You use the .withColumn() method:

In [0]:
from pyspark.sql import SparkSession
from pyspark.sql.functions import col, lit, when

spark = SparkSession.builder.appName("AddColumnsExample").getOrCreate()

data = [(1, "Alice", 60), (2, "Bob", 45)]
df = spark.createDataFrame(data, ["id", "name", "score"])


In [0]:
# Add constant column
df = df.withColumn("country", lit("India"))

# Add calculated column
df = df.withColumn("passed", when(col("score") > 50, "Yes").otherwise("No"))

df.printSchema()

root
 |-- id: long (nullable = true)
 |-- name: string (nullable = true)
 |-- score: long (nullable = true)
 |-- country: string (nullable = false)
 |-- passed: string (nullable = false)



In [0]:
# Show display
df.display()

id,name,score,country,passed
1,Alice,60,India,Yes
2,Bob,45,India,No


In PySpark, toDF() is a method used to convert an RDD to a DataFrame, or to rename the columns of an existing DataFrame.

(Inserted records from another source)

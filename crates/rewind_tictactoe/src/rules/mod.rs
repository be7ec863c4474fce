//! Game rules for tic-tac-toe.
//!
//! Pure functions over a [`Board`](super::Board). Nothing here touches the
//! move history; the game derives its status from these on every call.

pub mod draw;
pub mod win;

pub use draw::{is_draw, is_full};
pub use win::{LINES, WinningLine, check_winner};
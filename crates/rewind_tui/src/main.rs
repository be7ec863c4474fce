//! Rewind - unified CLI
//!
//! Play tic-tac-toe in the terminal, or replay a move list headlessly.

#![warn(missing_docs)]

use anyhow::{Context, Result};
use clap::Parser;
use rewind_tictactoe::SortOrder;
use rewind_tui::cli::{Cli, Command};
use rewind_tui::{RewindConfig, init_stderr_logging, parse_cells, replay, tui};
use tracing::info;

fn main() -> Result<()> {
    // Load .env file
    dotenvy::dotenv().ok();

    let cli = Cli::parse();
    let config = RewindConfig::load(&cli.config)?;

    match cli.command.unwrap_or_default() {
        Command::Play { descending } => run_play(config, descending),
        Command::Replay {
            cells,
            jump,
            descending,
        } => run_replay(&config, &cells, jump, descending),
    }
}

/// Run the interactive terminal game
fn run_play(config: RewindConfig, descending: bool) -> Result<()> {
    let config = if descending {
        config.with_initial_sort(SortOrder::Descending)
    } else {
        config
    };
    tui::run_tui(&config)
}

/// Replay a move list and print the resulting view
fn run_replay(
    config: &RewindConfig,
    cells: &str,
    jump: Option<usize>,
    descending: bool,
) -> Result<()> {
    init_stderr_logging(config);
    info!(cells, "Replaying moves");

    let cells = parse_cells(cells).context("Invalid move list")?;
    let order = if descending {
        SortOrder::Descending
    } else {
        *config.initial_sort()
    };
    let text = replay(&cells, jump, order).context("Replay failed")?;
    print!("{text}");
    Ok(())
}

✅ 1. toDF() on an RDD → Create a DataFrame


In [0]:
rdd = spark.sparkContext.parallelize([(1, "Alice"), (2, "Bob")])
df = rdd.toDF(["id", "name"])
df.show()

+---+-----+
| id| name|
+---+-----+
|  1|Alice|
|  2|  Bob|
+---+-----+



In [0]:

🔹 Without toDF(), an RDD has no column names or schema.

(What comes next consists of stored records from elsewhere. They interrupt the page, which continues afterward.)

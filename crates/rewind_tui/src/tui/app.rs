//! Application state and event handling.

use super::hit::HitMap;
use super::input::{Focus, KeyAction, key_action, move_cursor};
use super::ui::{self, Theme};
use crossterm::event::{KeyEvent, KeyEventKind, MouseButton, MouseEvent, MouseEventKind};
use ratatui::Frame;
use rewind_tictactoe::{Command, Game, Position};
use tracing::{debug, instrument, warn};

/// Main application state.
///
/// Owns the [`Game`] plus the purely visual state around it: keyboard
/// cursor, focused pane, list selection and the click regions of the last
/// frame.
#[derive(Debug)]
pub struct App {
    game: Game,
    theme: Theme,
    cursor: Position,
    focus: Focus,
    selected: usize,
    hits: HitMap,
    quit: bool,
}

impl App {
    /// Creates a new application around `game`.
    pub fn new(game: Game, theme: Theme) -> Self {
        Self {
            game,
            theme,
            cursor: Position::Center,
            focus: Focus::Board,
            selected: 0,
            hits: HitMap::new(),
            quit: false,
        }
    }

    /// Gets the current game.
    pub fn game(&self) -> &Game {
        &self.game
    }

    /// Board cursor position.
    pub fn cursor(&self) -> Position {
        self.cursor
    }

    /// Focused pane.
    pub fn focus(&self) -> Focus {
        self.focus
    }

    /// Selected row of the displayed move list.
    pub fn selected(&self) -> usize {
        self.selected
    }

    /// Whether the user asked to leave.
    pub fn should_quit(&self) -> bool {
        self.quit
    }

    /// Click regions of the last drawn frame.
    pub fn hits(&self) -> &HitMap {
        &self.hits
    }

    /// Draws the current frame and remembers its click regions.
    pub fn draw(&mut self, frame: &mut Frame) {
        let view = self.game.view();
        let (cursor, selected) = match self.focus {
            Focus::Board => (Some(self.cursor), None),
            Focus::History => (None, Some(self.selected)),
        };
        self.hits = ui::draw(frame, &view, cursor, selected, &self.theme);
    }

    /// Handles a key press.
    #[instrument(skip(self, key), fields(code = ?key.code))]
    pub fn handle_key(&mut self, key: KeyEvent) {
        // Skip key release events (crossterm fires both press and release).
        if key.kind == KeyEventKind::Release {
            return;
        }

        let action = key_action(key.code, self.focus);
        debug!(?action, "Key mapped");
        let last_row = self.game.timeline().last_step();
        let command = match action {
            KeyAction::Quit => {
                self.quit = true;
                None
            }
            KeyAction::SwitchFocus => {
                self.focus = self.focus.toggle();
                if self.focus == Focus::History {
                    self.selected = self.current_row();
                }
                None
            }
            KeyAction::MoveCursor(code) => {
                self.cursor = move_cursor(self.cursor, code);
                None
            }
            KeyAction::PlaceAtCursor => Some(Command::Place(self.cursor)),
            KeyAction::Place(pos) => {
                self.cursor = pos;
                Some(Command::Place(pos))
            }
            KeyAction::SelectPrevious => {
                self.selected = self.selected.saturating_sub(1);
                None
            }
            KeyAction::SelectNext => {
                self.selected = (self.selected + 1).min(last_row);
                None
            }
            KeyAction::JumpToSelected => self
                .game
                .moves()
                .get(self.selected)
                .map(|entry| Command::JumpTo(entry.step)),
            KeyAction::StepBack => self.game.step().checked_sub(1).map(Command::JumpTo),
            KeyAction::StepForward => {
                let next = self.game.step() + 1;
                (next <= last_row).then_some(Command::JumpTo(next))
            }
            KeyAction::ToggleSort => Some(Command::ToggleSort),
            KeyAction::Ignore => None,
        };

        if let Some(command) = command {
            self.dispatch(command);
        }
    }

    /// Handles a mouse event; only left clicks do anything.
    #[instrument(skip(self, mouse), fields(column = mouse.column, row = mouse.row))]
    pub fn handle_mouse(&mut self, mouse: MouseEvent) {
        if mouse.kind != MouseEventKind::Down(MouseButton::Left) {
            return;
        }
        let Some(command) = self.hits.command_at(mouse.column, mouse.row) else {
            return;
        };
        if let Command::Place(pos) = command {
            self.cursor = pos;
        }
        self.dispatch(command);
    }

    /// Executes a command against the game.
    #[instrument(skip(self))]
    pub fn dispatch(&mut self, command: Command) {
        let selected_step = self.game.moves().get(self.selected).map(|entry| entry.step);

        if let Err(e) = self.game.execute(command) {
            warn!(error = %e, "Command rejected");
            return;
        }

        // Keep the list selection on the same step, wherever it now sits.
        let moves = self.game.moves();
        self.selected = match command {
            Command::ToggleSort => selected_step
                .and_then(|step| moves.iter().position(|entry| entry.step == step))
                .unwrap_or(0),
            _ => self.current_row(),
        };
    }

    /// Row of the current step in the displayed move list.
    fn current_row(&self) -> usize {
        self.game
            .moves()
            .iter()
            .position(|entry| entry.is_current)
            .unwrap_or(0)
    }
}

🔹 toDF() gives it structure by converting it into a DataFrame.

In [0]:

#✅ 2. toDF() on a DataFrame → Rename Columns

df = df.toDF("user_id", "user_name")
df.printSchema()

🔹 Use this if you want to quickly rename all columns.

⚠️ Notes
toDF() without arguments will auto-generate column names like _1, _2, etc.

You must import implicits to use toDF() in Scala, but in PySpark it's available directly.

In [0]:
#💡 Example: RDD → DataFrame with Schema
rdd = spark.sparkContext.parallelize([(1, "apple"), (2, "banana")])
df = rdd.toDF(["id", "fruit"])
df.show()